• _Task to carry out_: Look through the data below and show every line that includes "doomed".

● ● ● ● ●

use serde::{Deserialize, Serialize};
use std::path::{Path, PathBuf};
use std::process::{ExitStatus, Stdio};
use std::time::Duration;
use tempfile::TempDir;
use tokio::io::AsyncReadExt;
use tokio::process::Command;
use tokio::sync::Mutex;

use super::{RunMode, classify, parse_command};
use crate::SandboxError;

/// Files whose staged content differs between the snapshots taken around a diff-tracked run.
/// Paths are relative to the repository top level, sorted.
#[derive(Clone, Debug, Default, PartialEq, Eq, Serialize, Deserialize)]
pub struct FileChanges {
    pub modified: Vec<String>,
    pub created: Vec<String>,
    pub deleted: Vec<String>,
}

impl FileChanges {
    pub fn is_empty(&self) -> bool {
        self.modified.is_empty() && self.created.is_empty() && self.deleted.is_empty()
    }
}

#[derive(Clone, Debug, PartialEq, Eq, Serialize, Deserialize)]
pub struct ExecOutcome {
    pub mode: RunMode,
    pub exit_code: i32,
    /// Interleaved stdout and stderr.
    pub output: String,
    pub timed_out: bool,
    pub changes: FileChanges,
}

/// A private index file; the repository's own staging area is never touched.
struct IsolatedIndex {
    _dir: TempDir,
    path: PathBuf,
}

/// Runs model-authored shell commands inside a project checkout.
///
/// Commands that are provably read-only run directly. Everything else runs between two snapshots
/// of an isolated git index, and the difference becomes the reported change set. Diff-tracked
/// runs are serialized since they share that index.
pub struct SandboxedExecutor {
    repo_root: PathBuf,
    command_timeout: Duration,
    shell: String,
    index: Mutex<Option<IsolatedIndex>>,
}

impl SandboxedExecutor {
    pub fn new(repo_root: impl Into<PathBuf>, command_timeout: Duration) -> Self {
        Self {
            repo_root: repo_root.into(),
            command_timeout,
            shell: crate::DEFAULT_SHELL.to_string(),
            index: Mutex::new(None),
        }
    }

    pub fn with_shell(mut self, shell: impl Into<String>) -> Self {
        self.shell = shell.into();
        self
    }

    pub fn repo_root(&self) -> &Path {
        &self.repo_root
    }

    pub fn command_timeout(&self) -> Duration {
        self.command_timeout
    }

    /// Parses, classifies and runs `command` with `dir` (default: the repository root) as the
    /// working directory. A non-zero exit or a timeout is reported in the outcome, not as an error.
    pub async fn run(&self, command: &str, dir: Option<&Path>) -> Result<ExecOutcome, SandboxError> {
        let script = parse_command(command)?;
        let mode = classify(&script);
        let workdir = match dir {
            Some(dir) if dir.is_absolute() => dir.to_path_buf(),
            Some(dir) => self.repo_root.join(dir),
            None => self.repo_root.clone(),
        };
        tracing::debug!(?mode, programs = ?script.program_names(), "running shell command");

        match mode {
            RunMode::Direct => {
                let raw = self.spawn_shell(command, &workdir).await?;
                Ok(raw.into_outcome(mode, FileChanges::default()))
            }
            RunMode::DiffTracked => {
                let mut slot = self.index.lock().await;
                let index_path = self.ensure_index(&mut slot).await?;
                self.git(&index_path, &["add", "--all"]).await?;
                let baseline = self.git(&index_path, &["write-tree"]).await?;
                let baseline = baseline.trim().to_string();

                let raw = self.spawn_shell(command, &workdir).await?;

                self.git(&index_path, &["add", "--all"]).await?;
                let diff = self
                    .git(
                        &index_path,
                        &[
                            "diff-index",
                            "--cached",
                            "--name-status",
                            "--no-renames",
                            "-z",
                            &baseline,
                        ],
                    )
                    .await?;
                let changes = parse_name_status(&diff);
                tracing::debug!(
                    modified = changes.modified.len(),
                    created = changes.created.len(),
                    deleted = changes.deleted.len(),
                    "tracked command changes"
                );
                Ok(raw.into_outcome(mode, changes))
            }
        }
    }

    async fn ensure_index(
        &self,
        slot: &mut Option<IsolatedIndex>,
    ) -> Result<PathBuf, SandboxError> {
        if let Some(index) = slot.as_ref() {
            return Ok(index.path.clone());
        }
        let dir = tempfile::Builder::new()
            .prefix("stepwise-index-")
            .tempdir()
            .map_err(SandboxError::Index)?;
        let path = dir.path().join("index");
        if self.git(&path, &["read-tree", "HEAD"]).await.is_err() {
            self.git(&path, &["read-tree", "--empty"]).await?;
        }
        tracing::debug!(index = %path.display(), "created isolated index");
        *slot = Some(IsolatedIndex {
            _dir: dir,
            path: path.clone(),
        });
        Ok(path)
    }

    async fn git(&self, index_path: &Path, args: &[&str]) -> Result<String, SandboxError> {
        let command_label = args.first().copied().unwrap_or_default().to_string();
        let output = tokio::time::timeout(
            self.command_timeout,
            Command::new("git")
                .args(args)
                .current_dir(&self.repo_root)
                .env("GIT_INDEX_FILE", index_path)
                .stdin(Stdio::null())
                .kill_on_drop(true)
                .output(),
        )
        .await
        .map_err(|_| SandboxError::Git {
            command: command_label.clone(),
            message: format!("timed out after {:?}", self.command_timeout),
        })?
        .map_err(|source| SandboxError::Spawn {
            program: "git".to_string(),
            source,
        })?;

        if !output.status.success() {
            return Err(SandboxError::Git {
                command: command_label,
                message: String::from_utf8_lossy(&output.stderr).trim().to_string(),
            });
        }
        Ok(String::from_utf8_lossy(&output.stdout).into_owned())
    }

    async fn spawn_shell(&self, command: &str, workdir: &Path) -> Result<RawRun, SandboxError> {
        // stderr is folded into stdout inside the shell so both keep their relative order.
        let mut shell = Command::new(&self.shell);
        shell
            .arg("-c")
            .arg(format!("exec 2>&1\n{command}"))
            .current_dir(workdir)
            .stdin(Stdio::null())
            .stdout(Stdio::piped())
            .stderr(Stdio::null())
            .kill_on_drop(true);
        #[cfg(unix)]
        shell.process_group(0);

        let mut child = shell.spawn().map_err(|source| SandboxError::Spawn {
            program: self.shell.clone(),
            source,
        })?;
        let pid = child.id();
        let mut stdout = child
            .stdout
            .take()
            .ok_or_else(|| SandboxError::Io(std::io::Error::other("shell stdout not captured")))?;

        let mut buffer = Vec::new();
        let finished = tokio::time::timeout(self.command_timeout, async {
            stdout.read_to_end(&mut buffer).await?;
            child.wait().await
        })
        .await;

        match finished {
            Ok(status) => Ok(RawRun {
                exit_code: exit_code(status?),
                output: String::from_utf8_lossy(&buffer).into_owned(),
                timed_out: false,
            }),
            Err(_) => {
                tracing::warn!(timeout = ?self.command_timeout, "shell command timed out");
                kill_process_group(pid);
                let _ = child.kill().await;
                Ok(RawRun {
                    exit_code: -1,
                    output: String::from_utf8_lossy(&buffer).into_owned(),
                    timed_out: true,
                })
            }
        }
    }
}

struct RawRun {
    exit_code: i32,
    output: String,
    timed_out: bool,
}

impl RawRun {
    fn into_outcome(self, mode: RunMode, changes: FileChanges) -> ExecOutcome {
        ExecOutcome {
            mode,
            exit_code: self.exit_code,
            output: self.output,
            timed_out: self.timed_out,
            changes,
        }
    }
}

fn exit_code(status: ExitStatus) -> i32 {
    if let Some(code) = status.code() {
        return code;
    }
    #[cfg(unix)]
    {
        use std::os::unix::process::ExitStatusExt;
        if let Some(signal) = status.signal() {
            return 128 + signal;
        }
    }
    -1
}

#[cfg(unix)]
fn kill_process_group(pid: Option<u32>) {
    use nix::sys::signal::{Signal, killpg};
    use nix::unistd::Pid;

    if let Some(pid) = pid.and_then(|pid| i32::try_from(pid).ok()) {
        let _ = killpg(Pid::from_raw(pid), Signal::SIGKILL);
    }
}

#[cfg(not(unix))]
fn kill_process_group(_pid: Option<u32>) {}

/// Reads `git diff-index --name-status -z` output into change buckets.
fn parse_name_status(raw: &str) -> FileChanges {
    let mut changes = FileChanges::default();
    let mut fields = raw.split('\0').filter(|field| !field.is_empty());
    while let (Some(status), Some(path)) = (fields.next(), fields.next()) {
        let bucket = match status.chars().next() {
            Some('A') => &mut changes.created,
            Some('D') => &mut changes.deleted,
            Some('M' | 'T') => &mut changes.modified,
            _ => continue,
        };
        bucket.push(path.to_string());
    }
    changes.modified.sort();
    changes.created.sort();
    changes.deleted.sort();
    changes
}

#[cfg(test)]
mod tests {
    use super::*;
    use tempfile::tempdir;

    fn git_available() -> bool {
        std::process::Command::new("git")
            .arg("--version")
            .output()
            .is_ok_and(|output| output.status.success())
    }

    fn init_repo(dir: &Path) {
        let status = std::process::Command::new("git")
            .args(["init", "-q"])
            .current_dir(dir)
            .status()
            .unwrap();
        assert!(status.success());
    }

    #[test]
    fn name_status_output_is_bucketed() {
        let changes = parse_name_status("M\0src/b.rs\0A\0new.txt\0D\0old.txt\0T\0link\0M\0src/a.rs\0");
        assert_eq!(changes.modified, vec!["link", "src/a.rs", "src/b.rs"]);
        assert_eq!(changes.created, vec!["new.txt"]);
        assert_eq!(changes.deleted, vec!["old.txt"]);
    }

    #[tokio::test(flavor = "current_thread")]
    async fn read_only_command_runs_direct() {
        let dir = tempdir().unwrap();
        std::fs::write(dir.path().join("a.txt"), "alpha\n").unwrap();
        let executor = SandboxedExecutor::new(dir.path(), Duration::from_secs(10));

        let outcome = executor.run("ls -la", None).await.unwrap();
        assert_eq!(outcome.mode, RunMode::Direct);
        assert_eq!(outcome.exit_code, 0);
        assert!(outcome.output.contains("a.txt"));
        assert!(outcome.changes.is_empty());
    }

    #[tokio::test(flavor = "current_thread")]
    async fn redirected_write_is_tracked_as_created() {
        if !git_available() {
            return;
        }
        let dir = tempdir().unwrap();
        init_repo(dir.path());
        std::fs::write(dir.path().join("existing.txt"), "one\n").unwrap();
        std::fs::write(dir.path().join("doomed.txt"), "bye\n").unwrap();
        let executor = SandboxedExecutor::new(dir.path(), Duration::from_secs(30));

        let outcome = executor.run("echo hi > newfile.txt", None).await.unwrap();
        assert_eq!(outcome.mode, RunMode::DiffTracked);
        assert_eq!(outcome.changes.created, vec!["newfile.txt"]);
        assert!(outcome.changes.modified.is_empty());

        let outcome = executor
            .run("echo two >> existing.txt && rm doomed.txt", None)
            .await
            .unwrap();
        assert_eq!(outcome.changes.modified, vec!["existing.txt"]);
        assert_eq!(outcome.changes.deleted, vec!["doomed.txt"]);
        assert!(outcome.changes.created.is_empty());
    }

    #[tokio::test(flavor = "current_thread")]
    async fn repository_index_is_untouched() {
        if !git_available() {
            return;
        }
        let dir = tempdir().unwrap();
        init_repo(dir.path());
        let executor = SandboxedExecutor::new(dir.path(), Duration::from_secs(30));
        executor.run("touch staged-elsewhere.txt", None).await.unwrap();

        let status = std::process::Command::new("git")
            .args(["diff", "--cached", "--name-only"])
            .current_dir(dir.path())
            .output()
            .unwrap();
        assert!(String::from_utf8_lossy(&status.stdout).trim().is_empty());
    }

    #[tokio::test(flavor = "current_thread")]
    async fn exit_status_and_stderr_are_reported() {
        if !git_available() {
            return;
        }
        let dir = tempdir().unwrap();
        init_repo(dir.path());
        let executor = SandboxedExecutor::new(dir.path(), Duration::from_secs(30));

        let outcome = executor.run("echo oops >&2; exit 3", None).await.unwrap();
        assert_eq!(outcome.exit_code, 3);
        assert!(outcome.output.contains("oops"));
        assert!(!outcome.timed_out);
    }

    #[tokio::test(flavor = "current_thread")]
    async fn slow_command_is_killed_and_flagged() {
        let dir = tempdir().unwrap();
        let executor = SandboxedExecutor::new(dir.path(), Duration::from_millis(300));
        let outcome = executor.run("tail -f /dev/null", None).await.unwrap();
        assert!(outcome.timed_out);
        assert_eq!(outcome.mode, RunMode::Direct);
    }

    #[tokio::test(flavor = "current_thread")]
    async fn concurrent_tracked_runs_each_see_only_their_own_changes() {
        if !git_available() {
            return;
        }
        let dir = tempdir().unwrap();
        init_repo(dir.path());
        let executor = std::sync::Arc::new(SandboxedExecutor::new(dir.path(), Duration::from_secs(30)));
        let first = executor.clone();
        let second = executor.clone();

        let (one, two) = tokio::join!(
            async move { first.run("sleep 0.2; echo a > one.txt", None).await },
            async move { second.run("echo b > two.txt", None).await },
        );
        let (one, two) = (one.unwrap(), two.unwrap());
        assert_eq!(one.mode, RunMode::DiffTracked);
        assert_eq!(one.changes.created, vec!["one.txt"]);
        assert_eq!(two.changes.created, vec!["two.txt"]);
        assert!(one.changes.modified.is_empty() && two.changes.modified.is_empty());
    }

    #[tokio::test(flavor = "current_thread")]
    async fn missing_shell_is_a_spawn_error() {
        let dir = tempdir().unwrap();
        let executor = SandboxedExecutor::new(dir.path(), Duration::from_secs(5))
            .with_shell("/nonexistent/stepwise-shell");
        let error = executor.run("ls", None).await.unwrap_err();
        assert!(
            matches!(&error, SandboxError::Spawn { program, .. } if program == "/nonexistent/stepwise-shell")
        );
    }

    #[tokio::test(flavor = "current_thread")]
    async fn unparseable_command_is_rejected_before_running() {
        let dir = tempdir().unwrap();
        let executor = SandboxedExecutor::new(dir.path(), Duration::from_secs(5));
        let error = executor.run("echo 'open", None).await.unwrap_err();
        assert!(matches!(error, SandboxError::Parse(_)));
    }
}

● ● ● ● ●

• _Solution to this exercise_:
        std::fs::write(dir.path().join("doomed.txt"), "bye\n").unwrap();
            .run("echo two >> existing.txt && rm doomed.txt", None)
        assert_eq!(outcome.changes.deleted, vec!["doomed.txt"]);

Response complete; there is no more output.